From af98e173641e213564c964e04d1abb75f4201659 Mon Sep 17 00:00:00 2001
From: Sandipan Das <sandipan@linux.ibm.com>
Date: Sat, 6 Feb 2021 17:17:31 +0530
Subject: [PATCH] arch-power: Fix arithmetic instructions

The latest Power ISA introduces two new bits that record
carry and overflow out of bit 31 of the result, namely
CA32 and OV32 respectively, thereby changing the behaviour
of the add and subtract instructions that set them. Also,
now that 64-bit registers are being used, the nature of
the result, i.e. less than, greater than or equal to zero,
must be set by a 64-bit signed comparison of the result
to zero. This fixes the following instructions.
  * Add Immediate (addi)
  * Add Immediate Shifted (addis)
  * Add (add[o][.])
  * Subtract From (subf[o][.])
  * Add Immediate Carrying (addic)
  * Add Immediate Carrying and Record (addic.)

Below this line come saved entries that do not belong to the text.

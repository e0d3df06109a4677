//! Reconnect scheduler
//!
//! Exponential backoff with a cap and a bounded number of consecutive
//! attempts. The scheduler only decides; the link arms the timer and calls
//! [`ReconnectScheduler::fire`] when it elapses.

use std::time::Duration;

/// Scheduler lifecycle
#[derive(Clone, Copy, Debug, PartialEq, Eq)]
pub enum SchedulerState {
    Idle,
    /// A timer is armed
    Scheduled,
    /// The timer fired and a connect is in flight
    Attempting,
    /// The attempt budget is spent; nothing more is scheduled until an open
    Exhausted,
}

/// Outcome of asking the scheduler for another attempt
#[derive(Clone, Copy, Debug, PartialEq, Eq)]
pub enum Decision {
    /// Arm a timer for `delay`; pass `token` back to `fire`
    Arm { delay: Duration, token: u64 },
    /// A timer is already armed
    AlreadyScheduled,
    /// The budget just ran out; the caller must invalidate once
    GiveUp,
    /// The budget ran out earlier; do nothing
    Spent,
}

#[derive(Debug)]
pub struct ReconnectScheduler {
    state: SchedulerState,
    attempt: u32,
    token: u64,
    base: Duration,
    cap: Duration,
    max_attempts: u32,
}

impl ReconnectScheduler {
    pub fn new(base: Duration, cap: Duration, max_attempts: u32) -> Self {
        Self {
            state: SchedulerState::Idle,
            attempt: 0,
            token: 0,
            base,
            cap,
            max_attempts,
        }
    }

    pub fn state(&self) -> SchedulerState {
        self.state
    }

    /// Consecutive attempts scheduled since the last successful open
    pub fn attempt(&self) -> u32 {
        self.attempt
    }

    /// Delay before attempt `n` (0-indexed): `min(base * 2^n, cap)`
    pub fn delay_for(&self, n: u32) -> Duration {
        let factor = 2u32.saturating_pow(n);
        self.base.saturating_mul(factor).min(self.cap)
    }

    /// Called when the connection closed with a retryable code
    pub fn schedule(&mut self) -> Decision {
        match self.state {
            SchedulerState::Scheduled => Decision::AlreadyScheduled,
            SchedulerState::Exhausted => Decision::Spent,
            SchedulerState::Idle | SchedulerState::Attempting => {
                if self.attempt >= self.max_attempts {
                    self.state = SchedulerState::Exhausted;
                    return Decision::GiveUp;
                }
                let delay = self.delay_for(self.attempt);
                self.attempt += 1;
                self.token += 1;
                self.state = SchedulerState::Scheduled;
                Decision::Arm {
                    delay,
                    token: self.token,
                }
            }
        }
    }

    /// Timer elapsed. Returns true if the caller should connect now.
    pub fn fire(&mut self, token: u64) -> bool {
        if self.state == SchedulerState::Scheduled && token == self.token {
            self.state = SchedulerState::Attempting;
            true
        } else {
            false
        }
    }

    /// A socket opened, or recovery was cancelled; forget all attempts.
    /// Any armed timer becomes stale.
    pub fn reset(&mut self) {
        self.state = SchedulerState::Idle;
        self.attempt = 0;
        self.token += 1;
    }
}

#[cfg(test)]
mod tests {
    use super::*;

    fn scheduler() -> ReconnectScheduler {
        ReconnectScheduler::new(Duration::from_millis(1000), Duration::from_millis(30_000), 5)
    }

    #[test]
    fn test_delay_doubles_up_to_cap() {
        let s = scheduler();
        for n in 0..12u32 {
            let expected = (1000u64 * 2u64.pow(n)).min(30_000);
            assert_eq!(s.delay_for(n), Duration::from_millis(expected), "attempt {}", n);
        }
        assert_eq!(s.delay_for(u32::MAX), Duration::from_millis(30_000));
    }

    #[test]
    fn test_schedule_is_noop_while_scheduled() {
        let mut s = scheduler();
        let first = s.schedule();
        assert!(matches!(first, Decision::Arm { .. }));
        assert_eq!(s.schedule(), Decision::AlreadyScheduled);
        assert_eq!(s.attempt(), 1);
    }

    #[test]
    fn test_gives_up_after_budget() {
        let mut s = scheduler();
        let mut delays = Vec::new();
        loop {
            match s.schedule() {
                Decision::Arm { delay, token } => {
                    delays.push(delay.as_millis() as u64);
                    assert!(s.fire(token));
                }
                Decision::GiveUp => break,
                other => panic!("unexpected decision {:?}", other),
            }
        }
        assert_eq!(delays, vec![1000, 2000, 4000, 8000, 16000]);
        assert_eq!(s.state(), SchedulerState::Exhausted);
        assert_eq!(s.schedule(), Decision::Spent);
    }

    #[test]
    fn test_reset_invalidates_armed_timer() {
        let mut s = scheduler();
        let Decision::Arm { token, .. } = s.schedule() else {
            panic!("expected a timer");
        };
        s.reset();
        assert!(!s.fire(token));
        assert_eq!(s.attempt(), 0);
        assert_eq!(s.state(), SchedulerState::Idle);
    }
}
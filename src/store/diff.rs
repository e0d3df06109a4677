//! Incremental mutation of topic values
//!
//! All operations work on the value in place; callers hand in the value that
//! lives inside the topic's watch channel. A path that cannot be applied is
//! rejected before anything is touched.

use serde_json::{Map, Value};

use crate::protocol::{Op, PathKey};
use crate::types::{LinkError, LinkResult};

/// Apply one operation to a topic value
pub fn apply_op(target: &mut Value, op: Op, path: &[PathKey], value: Value) -> LinkResult<()> {
    match op {
        Op::Full => *target = value,
        Op::Add | Op::Set if path.is_empty() => *target = value,
        Op::Add | Op::Set => deep_set(target, path, value)?,
        Op::Del if path.is_empty() => *target = Value::Null,
        Op::Del => deep_delete(target, path),
    }
    Ok(())
}

/// Set `value` at `path`, creating intermediate containers as needed.
///
/// A string key turns a non-object into an object; an index key turns a
/// non-array into an array. An index may address an existing element or
/// append one past the end; anything further out is rejected and the value
/// is left unchanged.
pub fn deep_set(target: &mut Value, path: &[PathKey], value: Value) -> LinkResult<()> {
    check_set_path(target, path)?;

    let Some((last, parents)) = path.split_last() else {
        *target = value;
        return Ok(());
    };

    let mut cursor = target;
    for key in parents {
        cursor = child_mut(cursor, key).ok_or_else(|| out_of_range(key))?;
    }
    *child_mut(cursor, last).ok_or_else(|| out_of_range(last))? = value;
    Ok(())
}

/// Walk `path` read-only and make sure every index step stays in range
fn check_set_path(target: &Value, path: &[PathKey]) -> LinkResult<()> {
    let mut cursor = Some(target);
    for key in path {
        let PathKey::Index(i) = key else {
            cursor = cursor.and_then(|v| v.as_object()).and_then(|m| m.get(&key.to_string()));
            continue;
        };
        cursor = match cursor {
            Some(Value::Object(map)) => map.get(&key.to_string()),
            Some(Value::Array(items)) if *i <= items.len() => items.get(*i),
            Some(Value::Array(items)) => {
                return Err(LinkError::Malformed(format!(
                    "path index {} out of range for array of {}",
                    i,
                    items.len()
                )))
            }
            // A fresh array is created here; only index 0 appends
            _ if *i == 0 => None,
            _ => return Err(out_of_range(key)),
        };
    }
    Ok(())
}

fn out_of_range(key: &PathKey) -> LinkError {
    LinkError::Malformed(format!("path index {} out of range", key))
}

/// Remove the entry at `path`. Missing intermediate entries are a no-op.
pub fn deep_delete(target: &mut Value, path: &[PathKey]) {
    let Some((last, parents)) = path.split_last() else {
        *target = Value::Null;
        return;
    };

    let mut cursor = target;
    for key in parents {
        match lookup_mut(cursor, key) {
            Some(next) => cursor = next,
            None => return,
        }
    }

    match (cursor, last) {
        (Value::Object(map), key) => {
            map.remove(&key.to_string());
        }
        (Value::Array(items), PathKey::Index(i)) if *i < items.len() => {
            items.remove(*i);
        }
        _ => {}
    }
}

fn lookup_mut<'a>(value: &'a mut Value, key: &PathKey) -> Option<&'a mut Value> {
    match (value, key) {
        (Value::Object(map), key) => map.get_mut(&key.to_string()),
        (Value::Array(items), PathKey::Index(i)) => items.get_mut(*i),
        _ => None,
    }
}

fn child_mut<'a>(value: &'a mut Value, key: &PathKey) -> Option<&'a mut Value> {
    match key {
        PathKey::Index(i) if !value.is_object() => {
            if !value.is_array() {
                *value = Value::Array(Vec::new());
            }
            let Value::Array(items) = value else {
                return None;
            };
            if *i == items.len() {
                items.push(Value::Null);
            }
            items.get_mut(*i)
        }
        _ => {
            if !value.is_object() {
                *value = Value::Object(Map::new());
            }
            let Value::Object(map) = value else {
                return None;
            };
            Some(map.entry(key.to_string()).or_insert(Value::Null))
        }
    }
}
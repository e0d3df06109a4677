//! Scroll buffer for high-frequency topics
//!
//! Events for a scroll topic are buffered and applied in one pass per flush,
//! against a copy of the retained array, which is then capped to the most
//! recent `max_len` entries.

use serde_json::Value;
use tracing::debug;

use crate::protocol::Op;

/// Backlog of pending events for one scroll topic
#[derive(Debug)]
pub struct ScrollBuffer {
    /// Maximum retained entries
    max_len: usize,

    /// Events waiting for the next flush
    backlog: Vec<(Op, Value)>,
}

/// Result of draining a backlog
#[derive(Debug, PartialEq)]
pub struct Flushed {
    pub value: Value,

    /// A `full` was part of the batch, so the topic now holds a snapshot
    pub saw_full: bool,
}

impl ScrollBuffer {
    /// Create a buffer retaining at most `max_len` entries (at least one)
    pub fn new(max_len: usize) -> Self {
        Self {
            max_len: max_len.max(1),
            backlog: Vec::new(),
        }
    }

    pub fn max_len(&self) -> usize {
        self.max_len
    }

    /// Number of buffered events
    pub fn len(&self) -> usize {
        self.backlog.len()
    }

    pub fn is_empty(&self) -> bool {
        self.backlog.is_empty()
    }

    /// Buffer an event and return the new backlog length
    pub fn push(&mut self, op: Op, value: Value) -> usize {
        self.backlog.push((op, value));
        self.backlog.len()
    }

    /// Drop buffered events without applying them
    pub fn clear(&mut self) {
        self.backlog.clear();
    }

    /// Apply the backlog to a copy of `current`.
    ///
    /// Returns `None` when there is nothing to flush.
    pub fn flush(&mut self, current: &Value) -> Option<Flushed> {
        if self.backlog.is_empty() {
            return None;
        }

        let mut rows = match current {
            Value::Array(items) => items.clone(),
            _ => Vec::new(),
        };
        let mut saw_full = false;

        for (op, value) in self.backlog.drain(..) {
            match op {
                Op::Full => {
                    saw_full = true;
                    rows = match value {
                        Value::Array(items) => items,
                        _ => Vec::new(),
                    };
                }
                Op::Add => rows.push(value),
                other => debug!(op = ?other, "ignoring op on scroll topic"),
            }
        }

        if rows.len() > self.max_len {
            let excess = rows.len() - self.max_len;
            rows.drain(..excess);
        }

        Some(Flushed {
            value: Value::Array(rows),
            saw_full,
        })
    }
}

#[cfg(test)]
mod tests {
    use super::*;
    use serde_json::json;

    #[test]
    fn test_flush_caps_oldest_first() {
        let mut buf = ScrollBuffer::new(3);
        for i in 1..=5 {
            buf.push(Op::Add, json!(i));
        }

        let flushed = buf.flush(&Value::Null).unwrap();
        assert_eq!(flushed.value, json!([3, 4, 5]));
        assert!(!flushed.saw_full);
        assert!(buf.is_empty());
    }

    #[test]
    fn test_full_resets_then_appends() {
        let mut buf = ScrollBuffer::new(10);
        buf.push(Op::Add, json!("dropped"));
        buf.push(Op::Full, json!(["a", "b"]));
        buf.push(Op::Add, json!("c"));

        let flushed = buf.flush(&json!(["old"])).unwrap();
        assert_eq!(flushed.value, json!(["a", "b", "c"]));
        assert!(flushed.saw_full);
    }

    #[test]
    fn test_appends_to_existing_rows() {
        let mut buf = ScrollBuffer::new(4);
        buf.push(Op::Add, json!(3));
        buf.push(Op::Set, json!("ignored"));
        buf.push(Op::Add, json!(4));
        buf.push(Op::Add, json!(5));

        let flushed = buf.flush(&json!([1, 2])).unwrap();
        assert_eq!(flushed.value, json!([2, 3, 4, 5]));
    }

    #[test]
    fn test_empty_backlog_does_not_flush() {
        let mut buf = ScrollBuffer::new(2);
        assert!(buf.flush(&json!([1])).is_none());
    }
}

  * Subtract From Immediate Carrying (subfic)
  * Add Carrying (addc[o][.])
  * Subtract From Carrying (subfc[o][.])
  * Add Extended (adde[o][.])
  * Subtract From Extended (subfe[o][.])
  * Add to Zero Extended (addze[o][.])
  * Subtract From Zero Extended (subfze[o][.])
  * Negate (neg[o][.])
  * Multiply Low Immediate (mulli)
  * Multiply Low Word (mullw[o][.])
  * Multiply High Word (mulhw[.])
  * Multiply High Word Unsigned (mulhwu[.])

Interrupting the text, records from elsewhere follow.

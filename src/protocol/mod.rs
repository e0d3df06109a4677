//! Wire protocol for the link
//!
//! This module contains the envelope codec: inbound frame decoding and
//! outbound message encoding.

mod envelope;
mod outbound;

pub use envelope::{decode_frame, Frame, Inbound, Op, PathKey, RpcReply, TopicEvent};
pub use outbound::Outbound;

/// Heartbeat token sent by the server
pub const PING: &str = "ping";

/// Heartbeat reply sent by the client
pub const PONG: &str = "pong";
//! Correlation table for request/response calls
//!
//! Every call handle owns one slot. Issuing a call gives the slot a fresh
//! correlation id; an inbound reply carrying that id resolves the slot exactly
//! once. Replies for ids nobody is waiting on are dropped.

use std::collections::HashMap;

use serde::{Deserialize, Serialize};
use serde_json::Value;
use tokio::sync::watch;
use tracing::debug;
use uuid::Uuid;

use crate::protocol::{Outbound, RpcReply};

/// State of a call handle as seen by the UI element that owns it
#[derive(Clone, Debug, PartialEq, Serialize, Deserialize)]
#[serde(tag = "state", content = "error", rename_all = "snake_case")]
pub enum CallState {
    /// Nothing issued, or reset by the caller
    Idle,
    /// Waiting for the correlated reply
    Pending,
    Success,
    /// The backend answered with an error payload
    Error(Value),
}

/// How an inbound reply was handled
#[derive(Clone, Copy, Debug, PartialEq, Eq)]
pub enum Resolution {
    Success,
    Failure,
    /// No pending call for that id; discarded
    Stale,
}

#[derive(Clone, Debug)]
struct Request {
    method: String,
    params: Value,
}

impl Request {
    fn to_outbound(&self, id: String) -> Outbound {
        Outbound::Call {
            id,
            method: self.method.clone(),
            params: self.params.clone(),
        }
    }
}

struct CallSlot {
    state: watch::Sender<CallState>,
    /// Correlation id currently awaited
    pending: Option<String>,
    /// Last request issued through this handle
    last: Option<Request>,
    resilient: bool,
    /// Last request that succeeded (resilient handles only)
    last_success: Option<Request>,
}

/// Pending-call table
#[derive(Default)]
pub struct Correlator {
    slots: HashMap<u64, CallSlot>,
    pending: HashMap<String, u64>,
    next_handle: u64,
}

impl Correlator {
    pub fn new() -> Self {
        Self::default()
    }

    /// Number of calls awaiting a reply
    pub fn pending_len(&self) -> usize {
        self.pending.len()
    }

    pub fn is_pending(&self, correlation_id: &str) -> bool {
        self.pending.contains_key(correlation_id)
    }

    /// Create a handle slot
    pub fn register(&mut self, resilient: bool) -> (u64, watch::Receiver<CallState>) {
        self.next_handle += 1;
        let (state, rx) = watch::channel(CallState::Idle);
        self.slots.insert(
            self.next_handle,
            CallSlot {
                state,
                pending: None,
                last: None,
                resilient,
                last_success: None,
            },
        );
        (self.next_handle, rx)
    }

    /// Issue a call on a handle. Any earlier pending call on the same handle
    /// is unregistered first, so its reply will be dropped.
    pub fn issue(&mut self, handle: u64, method: String, params: Value) -> Option<Outbound> {
        let request = Request { method, params };
        self.issue_request(handle, request)
    }

    /// Reissue the handle's last request
    pub fn retry(&mut self, handle: u64) -> Option<Outbound> {
        let request = self.slots.get(&handle)?.last.clone()?;
        self.issue_request(handle, request)
    }

    /// Caller-driven unregistration: forget the pending call, back to idle
    pub fn reset(&mut self, handle: u64) {
        if let Some(slot) = self.slots.get_mut(&handle) {
            if let Some(id) = slot.pending.take() {
                self.pending.remove(&id);
            }
            slot.state.send_replace(CallState::Idle);
        }
    }

    /// The handle went away
    pub fn release(&mut self, handle: u64) {
        if let Some(slot) = self.slots.remove(&handle) {
            if let Some(id) = slot.pending {
                self.pending.remove(&id);
            }
        }
    }

    /// Resolve a pending call from a correlated reply
    pub fn resolve(&mut self, reply: RpcReply) -> Resolution {
        let Some(handle) = self.pending.remove(&reply.id) else {
            debug!(id = %reply.id, "dropping reply for unknown correlation id");
            return Resolution::Stale;
        };
        let Some(slot) = self.slots.get_mut(&handle) else {
            return Resolution::Stale;
        };
        slot.pending = None;

        match reply.error {
            None => {
                if slot.resilient {
                    slot.last_success = slot.last.clone();
                }
                slot.state.send_replace(CallState::Success);
                Resolution::Success
            }
            Some(error) => {
                slot.state.send_replace(CallState::Error(error));
                Resolution::Failure
            }
        }
    }

    /// Reissue the last successful request of every resilient handle.
    /// A call still pending on such a handle is superseded.
    pub fn replay_resilient(&mut self) -> Vec<Outbound> {
        let replays: Vec<(u64, Request)> = self
            .slots
            .iter()
            .filter(|(_, slot)| slot.resilient)
            .filter_map(|(handle, slot)| slot.last_success.clone().map(|req| (*handle, req)))
            .collect();

        replays
            .into_iter()
            .filter_map(|(handle, request)| self.issue_request(handle, request))
            .collect()
    }

    fn issue_request(&mut self, handle: u64, request: Request) -> Option<Outbound> {
        if !self.slots.contains_key(&handle) {
            return None;
        }

        let mut id = Uuid::now_v7().to_string();
        while self.pending.contains_key(&id) {
            id = Uuid::now_v7().to_string();
        }

        let slot = self.slots.get_mut(&handle)?;
        if let Some(previous) = slot.pending.replace(id.clone()) {
            self.pending.remove(&previous);
        }
        let outbound = request.to_outbound(id.clone());
        slot.last = Some(request);
        slot.state.send_replace(CallState::Pending);
        self.pending.insert(id, handle);
        Some(outbound)
    }
}

#[cfg(test)]
mod tests {
    use super::*;
    use serde_json::json;

    fn call_id(outbound: &Outbound) -> String {
        match outbound {
            Outbound::Call { id, .. } => id.clone(),
            other => panic!("expected a call, got {:?}", other),
        }
    }

    fn reply(id: &str, error: Option<Value>) -> RpcReply {
        RpcReply {
            id: id.to_string(),
            error,
        }
    }

    #[test]
    fn test_success_without_payload() {
        let mut table = Correlator::new();
        let (handle, rx) = table.register(false);
        let out = table.issue(handle, "jobs.start".to_string(), json!({"id": 7})).unwrap();
        assert_eq!(*rx.borrow(), CallState::Pending);

        assert_eq!(table.resolve(reply(&call_id(&out), None)), Resolution::Success);
        assert_eq!(*rx.borrow(), CallState::Success);
        assert_eq!(table.pending_len(), 0);
    }

    #[test]
    fn test_error_payload_goes_to_error_path() {
        let mut table = Correlator::new();
        let (handle, rx) = table.register(false);
        let out = table.issue(handle, "jobs.start".to_string(), Value::Null).unwrap();

        let payload = json!({"message": "no such job"});
        assert_eq!(
            table.resolve(reply(&call_id(&out), Some(payload.clone()))),
            Resolution::Failure
        );
        assert_eq!(*rx.borrow(), CallState::Error(payload));
    }

    #[test]
    fn test_unknown_and_repeated_replies_are_stale() {
        let mut table = Correlator::new();
        let (handle, rx) = table.register(false);
        assert_eq!(table.resolve(reply("nobody", None)), Resolution::Stale);

        let out = table.issue(handle, "m".to_string(), Value::Null).unwrap();
        let id = call_id(&out);
        assert_eq!(table.resolve(reply(&id, None)), Resolution::Success);
        assert_eq!(
            table.resolve(reply(&id, Some(json!("late")))),
            Resolution::Stale
        );
        assert_eq!(*rx.borrow(), CallState::Success);
    }

    #[test]
    fn test_reset_unregisters_pending_call() {
        let mut table = Correlator::new();
        let (handle, rx) = table.register(false);
        let out = table.issue(handle, "m".to_string(), Value::Null).unwrap();

        table.reset(handle);
        assert_eq!(*rx.borrow(), CallState::Idle);
        assert_eq!(table.resolve(reply(&call_id(&out), None)), Resolution::Stale);
        assert_eq!(*rx.borrow(), CallState::Idle);
    }

    #[test]
    fn test_reissue_drops_previous_id() {
        let mut table = Correlator::new();
        let (handle, _rx) = table.register(false);
        let first = call_id(&table.issue(handle, "m".to_string(), Value::Null).unwrap());
        let second = call_id(&table.retry(handle).unwrap());

        assert_ne!(first, second);
        assert!(!table.is_pending(&first));
        assert!(table.is_pending(&second));
    }

    #[test]
    fn test_release_forgets_everything() {
        let mut table = Correlator::new();
        let (handle, _rx) = table.register(true);
        table.issue(handle, "m".to_string(), Value::Null);
        table.release(handle);
        assert_eq!(table.pending_len(), 0);
        assert!(table.retry(handle).is_none());
    }

    #[test]
    fn test_replay_only_resilient_successes() {
        let mut table = Correlator::new();
        let (plain, _) = table.register(false);
        let (resilient, rx) = table.register(true);
        let (never_ok, _) = table.register(true);

        let a = call_id(&table.issue(plain, "plain".to_string(), Value::Null).unwrap());
        let b = call_id(
            &table
                .issue(resilient, "config.select".to_string(), json!({"name": "prod"}))
                .unwrap(),
        );
        let c = call_id(&table.issue(never_ok, "x".to_string(), Value::Null).unwrap());
        table.resolve(reply(&a, None));
        table.resolve(reply(&b, None));
        table.resolve(reply(&c, Some(json!("boom"))));

        let replays = table.replay_resilient();
        assert_eq!(replays.len(), 1);
        match &replays[0] {
            Outbound::Call { method, params, .. } => {
                assert_eq!(method, "config.select");
                assert_eq!(params, &json!({"name": "prod"}));
            }
            other => panic!("expected a call, got {:?}", other),
        }
        assert_eq!(*rx.borrow(), CallState::Pending);
    }

    #[test]
    fn test_replay_supersedes_pending_call() {
        let mut table = Correlator::new();
        let (handle, rx) = table.register(true);
        let first = call_id(&table.issue(handle, "select".to_string(), json!("a")).unwrap());
        table.resolve(reply(&first, None));

        let in_flight = call_id(&table.issue(handle, "select".to_string(), json!("b")).unwrap());
        let replays = table.replay_resilient();
        assert_eq!(replays.len(), 1);
        match &replays[0] {
            Outbound::Call { params, .. } => assert_eq!(params, &json!("a")),
            other => panic!("expected a call, got {:?}", other),
        }

        assert!(!table.is_pending(&in_flight));
        assert_eq!(table.resolve(reply(&in_flight, None)), Resolution::Stale);
        assert_eq!(*rx.borrow(), CallState::Pending);
        assert_eq!(table.pending_len(), 1);
    }
}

  * Divide Word (divw[o][.])
  * Divide Word Unsigned (divwu[o][.])

Change-Id: I8c79f1dca8b19010ed7b734d7ec9bb598df428c3
Signed-off-by: Sandipan Das <sandipan@linux.ibm.com>
Reviewed-on: https://gem5-review.googlesource.com/c/public/gem5/+/40899
Reviewed-by: Boris Shingarov <shingarov@labware.com>
Maintainer: Jason Lowe-Power <power.jg@gmail.com>
Tested-by: kokoro <noreply+kokoro@google.com>
---
 src/arch/power/isa/decoder.isa         | 30 +++++++++++++-------------
 src/arch/power/isa/formats/integer.isa | 18 ++++++++++++++--
 src/arch/power/regs/misc.hh            |  2 ++
 3 files changed, 33 insertions(+), 17 deletions(-)

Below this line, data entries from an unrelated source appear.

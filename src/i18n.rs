//! Translation lookup
//!
//! A two-level table: module name, then key, then a formatter. Lookups never
//! fail; a missing module or key renders as the key name.

use std::collections::HashMap;
use std::fmt;
use std::sync::Arc;

/// Named arguments substituted into a message
pub type Args<'a> = &'a [(&'a str, &'a str)];

/// Renders one message
pub type Formatter = Arc<dyn Fn(Args<'_>) -> String + Send + Sync>;

#[derive(Clone, Default)]
pub struct Catalog {
    modules: HashMap<String, HashMap<String, Formatter>>,
}

impl Catalog {
    pub fn new() -> Self {
        Self::default()
    }

    /// Register a formatter
    pub fn insert<F>(&mut self, module: &str, key: &str, formatter: F)
    where
        F: Fn(Args<'_>) -> String + Send + Sync + 'static,
    {
        self.modules
            .entry(module.to_string())
            .or_default()
            .insert(key.to_string(), Arc::new(formatter));
    }

    /// Register a `{name}` placeholder template
    pub fn insert_template(&mut self, module: &str, key: &str, template: &str) {
        let template = template.to_string();
        self.insert(module, key, move |args| render(&template, args));
    }

    /// Build a catalog from `(module, key, template)` triples
    pub fn from_templates<'a, I>(entries: I) -> Self
    where
        I: IntoIterator<Item = (&'a str, &'a str, &'a str)>,
    {
        let mut catalog = Self::new();
        for (module, key, template) in entries {
            catalog.insert_template(module, key, template);
        }
        catalog
    }

    pub fn contains(&self, module: &str, key: &str) -> bool {
        self.modules
            .get(module)
            .is_some_and(|keys| keys.contains_key(key))
    }

    /// Render a message, falling back to the key name
    pub fn lookup(&self, module: &str, key: &str, args: Args<'_>) -> String {
        match self.modules.get(module).and_then(|keys| keys.get(key)) {
            Some(formatter) => formatter(args),
            None => key.to_string(),
        }
    }

    /// Render a message without arguments
    pub fn text(&self, module: &str, key: &str) -> String {
        self.lookup(module, key, &[])
    }
}

impl fmt::Debug for Catalog {
    fn fmt(&self, f: &mut fmt::Formatter<'_>) -> fmt::Result {
        let mut counts: Vec<(&String, usize)> =
            self.modules.iter().map(|(m, keys)| (m, keys.len())).collect();
        counts.sort();
        f.debug_struct("Catalog").field("modules", &counts).finish()
    }
}

/// Substitute `{name}` placeholders. Unknown placeholders are kept verbatim.
fn render(template: &str, args: Args<'_>) -> String {
    let mut out = String::with_capacity(template.len());
    let mut rest = template;
    while let Some(start) = rest.find('{') {
        out.push_str(&rest[..start]);
        let after = &rest[start + 1..];
        match after.find('}') {
            Some(end) => {
                let name = &after[..end];
                match args.iter().find(|(k, _)| *k == name) {
                    Some((_, value)) => out.push_str(value),
                    None => {
                        out.push('{');
                        out.push_str(name);
                        out.push('}');
                    }
                }
                rest = &after[end + 1..];
            }
            None => {
                out.push_str(&rest[start..]);
                rest = "";
            }
        }
    }
    out.push_str(rest);
    out
}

diff --git a/src/arch/power/isa/decoder.isa b/src/arch/power/isa/decoder.isa
index e993a7bff5..cc3b9f4013 100644
--- a/src/arch/power/isa/decoder.isa
+++ b/src/arch/power/isa/decoder.isa
@@ -38,9 +38,8 @@ decode PO default Unknown::unknown() {
 
     format IntImmArithOp {
         7: mulli({{
-            int32_t src = Ra_sw;
-            int64_t prod = src * si;
-            Rt = (uint32_t)prod;
+            int64_t res = Ra_sd * si;
+            Rt = res;
         }});
 
         8: subfic({{
@@ -486,15 +485,17 @@ decode PO default Unknown::unknown() {
             }
 
             11: IntArithCheckRcOp::mulhwu({{
-                uint64_t prod = Ra_ud * Rb_ud;
-                Rt = prod >> 32;
+                uint64_t res = (uint64_t)Ra_uw * Rb_uw;
+                res = res >> 32;
+                Rt = res;
             }});
 
             40: IntSumOp::subf({{ ~Ra }}, {{ Rb }}, {{ 1 }});
 
             75: IntArithCheckRcOp::mulhw({{
-                int64_t prod = Ra_sd * Rb_sd;
-                Rt = prod >> 32;
+                uint64_t res = (int64_t)Ra_sw * Rb_sw;
+                res = res >> 32;
+                Rt = res;
             }});
 
             format IntSumOp {
@@ -508,19 +509,19 @@ decode PO default Unknown::unknown() {
             }
 
             235: IntArithCheckRcOp::mullw({{
-                int64_t prod = Ra_sd * Rb_sd;
-                Rt = prod;
-                if (prod != (int32_t)prod) {
+                int64_t res = (int64_t)Ra_sw * Rb_sw;
+                if (res != (int32_t)res) {
                     setOV = true;
                 }
+                Rt = res;
             }}, true);
 
             266: IntSumOp::add({{ Ra }}, {{ Rb }});
 
             format IntArithCheckRcOp {
                 459: divwu({{
-                    uint32_t src1 = Ra_sw;
-                    uint32_t src2 = Rb_sw;
+                    uint32_t src1 = Ra_uw;
+                    uint32_t src2 = Rb_uw;
                     if (src2 != 0) {
                         Rt = src1 / src2;
                     } else {
@@ -532,9 +533,8 @@ decode PO default Unknown::unknown() {
                 491: divw({{
                     int32_t src1 = Ra_sw;
                     int32_t src2 = Rb_sw;
-                    if ((src1 != 0x80000000 || src2 != 0xffffffff)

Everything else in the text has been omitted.